No diagnostic or antibody test is 100% accurate. This results in both false positive and false negative results. The extent to which either false result is likely depends on several factors.
There is no gold standard reference against which to judge tests’ performance. Different tests may be evaluated against different reference standards. This make evaluating and comparing tests challenging.
The UK Government has set out detailed guidance for test manufacturers on the key features that tests should have, how they should be evaluated and the standards of accuracy that they should meet.
No one test is perfectly suited to all the purposes that they can be used for (such as diagnosing a patient, testing if someone is infectious, or as a screening tool for a large population).
The accuracy of tests quoted by manufacturers does not necessarily translate into their reliability when they are used outside the laboratory. This depends on several factors, including the purpose for which they are being used and how they are used.
The British Medical Journal has an interactive COVID-19 test calculator where you can explore how the features of a test influence the accuracy of results.
This is part of our rapid response content on COVID-19. You can view all our reporting on this topic under COVID-19.

Glossary of terms used in discussing SARS-CoV-2 tests

Antibody test: detects antibodies to SARS-CoV-2 produced during a current or previous infection.

Antigen test: detects viral material indicating a current infection.

Diagnostic test: a test that can confirm if someone is currently infected with SARS-CoV-2.

False negative: an incorrect result when someone with a SARS-CoV-2 infection tests negative.

False positive: an incorrect result when someone who does not have a SARS-CoV-2 infection tests positive.

Mass screening/testing: using tests in a large sample of healthy people to detect those who are currently infected.

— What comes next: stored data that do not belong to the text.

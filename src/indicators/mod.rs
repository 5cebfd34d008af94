// =============================================================================
// Technical Indicators Module
// =============================================================================
//
// Pure, side-effect-free implementations of the indicators the signal
// pipeline consumes.  Every function is total over its input: short series
// never error, they fall back to a documented neutral/degenerate value so
// the analysis pass always completes.

pub mod adx;
pub mod atr;
pub mod bollinger;
pub mod ema;
pub mod macd;
pub mod patterns;
pub mod rsi;
pub mod snapshot;
pub mod stochastic;
pub mod supertrend;

pub use snapshot::TechnicalSnapshot;
// =============================================================================
// Moving Average Convergence/Divergence (MACD)
// =============================================================================
//
//   macd_line  = EMA12 - EMA26
//   signal     = EMA9 over the MACD-line history
//   histogram  = macd_line - signal
//
// The MACD-line history is rebuilt by recomputing EMA12/EMA26 over every
// prefix slice from index 26 onward. Quadratic, but the engine only ever
// feeds ~100 candles per pass and the rolling recomputation is the designed
// behaviour.

use super::ema::ema;
use serde::{Deserialize, Serialize};

#[derive(Debug, Clone, Copy, Serialize, Deserialize)]
pub struct Macd {
    pub macd_line: f64,
    pub signal_line: f64,
    pub histogram: f64,
}

/// Compute MACD(12, 26, 9) for `closes`.
///
/// With fewer than 27 closes the line series is empty; the signal then
/// degenerates to the MACD line itself (histogram 0), riding on the EMA
/// short-input fallbacks.
pub fn macd(closes: &[f64]) -> Macd {
    let macd_line = ema(closes, 12) - ema(closes, 26);

    let mut series = Vec::new();
    for i in 27..=closes.len() {
        let prefix = &closes[..i];
        series.push(ema(prefix, 12) - ema(prefix, 26));
    }

    let signal_line = if series.is_empty() {
        macd_line
    } else {
        ema(&series, 9)
    };

    Macd {
        macd_line,
        signal_line,
        histogram: macd_line - signal_line,
    }
}

// =============================================================================
// Unit Tests
// =============================================================================
#[cfg(test)]
mod tests {
    use super::*;

    #[test]
    fn macd_short_input_degenerates() {
        let out = macd(&[1.0, 2.0, 3.0]);
        // EMA fallbacks both return the last close, so the line is zero and
        // the signal collapses onto it.
        assert!(out.macd_line.abs() < 1e-12);
        assert!(out.histogram.abs() < 1e-12);
    }

    #[test]
    fn macd_flat_series_is_zero() {
        let closes = vec![100.0; 60];
        let out = macd(&closes);
        assert!(out.macd_line.abs() < 1e-9);
        assert!(out.signal_line.abs() < 1e-9);
        assert!(out.histogram.abs() < 1e-9);
    }

    #[test]
    fn macd_uptrend_is_positive() {
        let closes: Vec<f64> = (1..=60).map(|x| x as f64).collect();
        let out = macd(&closes);
        assert!(out.macd_line > 0.0, "line {} should be positive", out.macd_line);
    }

    #[test]
    fn macd_downtrend_is_negative() {
        let closes: Vec<f64> = (1..=60).rev().map(|x| x as f64).collect();
        let out = macd(&closes);
        assert!(out.macd_line < 0.0);
    }

    #[test]
    fn histogram_identity() {
        let closes: Vec<f64> = (0..80).map(|i| 100.0 + (i as f64 * 0.3).sin() * 5.0).collect();
        let out = macd(&closes);
        assert!((out.histogram - (out.macd_line - out.signal_line)).abs() < 1e-12);
    }

    #[test]
    fn fresh_acceleration_beats_signal() {
        // Flat then a sharp ramp: the line leads the slower signal, so the
        // histogram turns positive.
        let mut closes = vec![100.0; 40];
        for i in 1..=15 {
            closes.push(100.0 + i as f64 * 0.8);
        }
        let out = macd(&closes);
        assert!(out.histogram > 0.0, "histogram {} should be positive", out.histogram);
    }
}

Molecular test: a test that detects viral genetic material through PCR or newer laboratory techniques.

PCR test: Polymerase Chain Reaction, a type of molecular test.

Sensitivity: how well a test reports a positive result for people who have COVID-19 or SARS-CoV-2 antibodies.

Specificity: how well a test reports a negative result for people who do not have COVID-19 or SARS-CoV-2 antibodies.

Types of COVID-19 tests

There are two main types of test used to identify COVID-19 caused by infections with the SARS-CoV-2 virus. They either detect the presence of the virus or an immune response to it.

Detecting an active infection using a molecular or antigen test. This detects if someone has a current infection. There are several laboratory methods that can be used. These tests are used in the test, trace and isolate programmes in operation across the UK. They can diagnose or screen for infections so that decisions can be made about clinical treatment, and public health decisions, such as whether someone must self-isolate. They are also used as a research tool so that scientists and public health bodies can monitor the rate and spread of infections in the population, in defined regions, communities or specific groups.
Detecting a previous infection using an antibody test. This detects antibodies produced by the body against SARS-CoV-2. These tests indicate if someone has had the infection long enough to produce antibodies against it or has previously had an infection. They are sometimes called serological tests. You can read more about how they work and what they are used for in our article Antibody tests for COVID-19. At present their principal use is in surveillance and research programmes that seek to determine what proportion of a given population have been infected and to study the immune response to infection. This is an important part of vaccine development.

How reliable are tests?

As with any medical diagnostic test, data about how confident we can be about their accuracy and reliability is crucial. This is complex because it depends on several factors. These include how a test is evaluated and how the performance of a test may change when it is used in the real world rather than in a highly controlled laboratory environment. Depending on the context and purpose for which tests are used, different test characteristics may be more important than others. The accuracy of testing also depends on what proportion of the population have an infection (or antibodies) at any given time. This is explained later.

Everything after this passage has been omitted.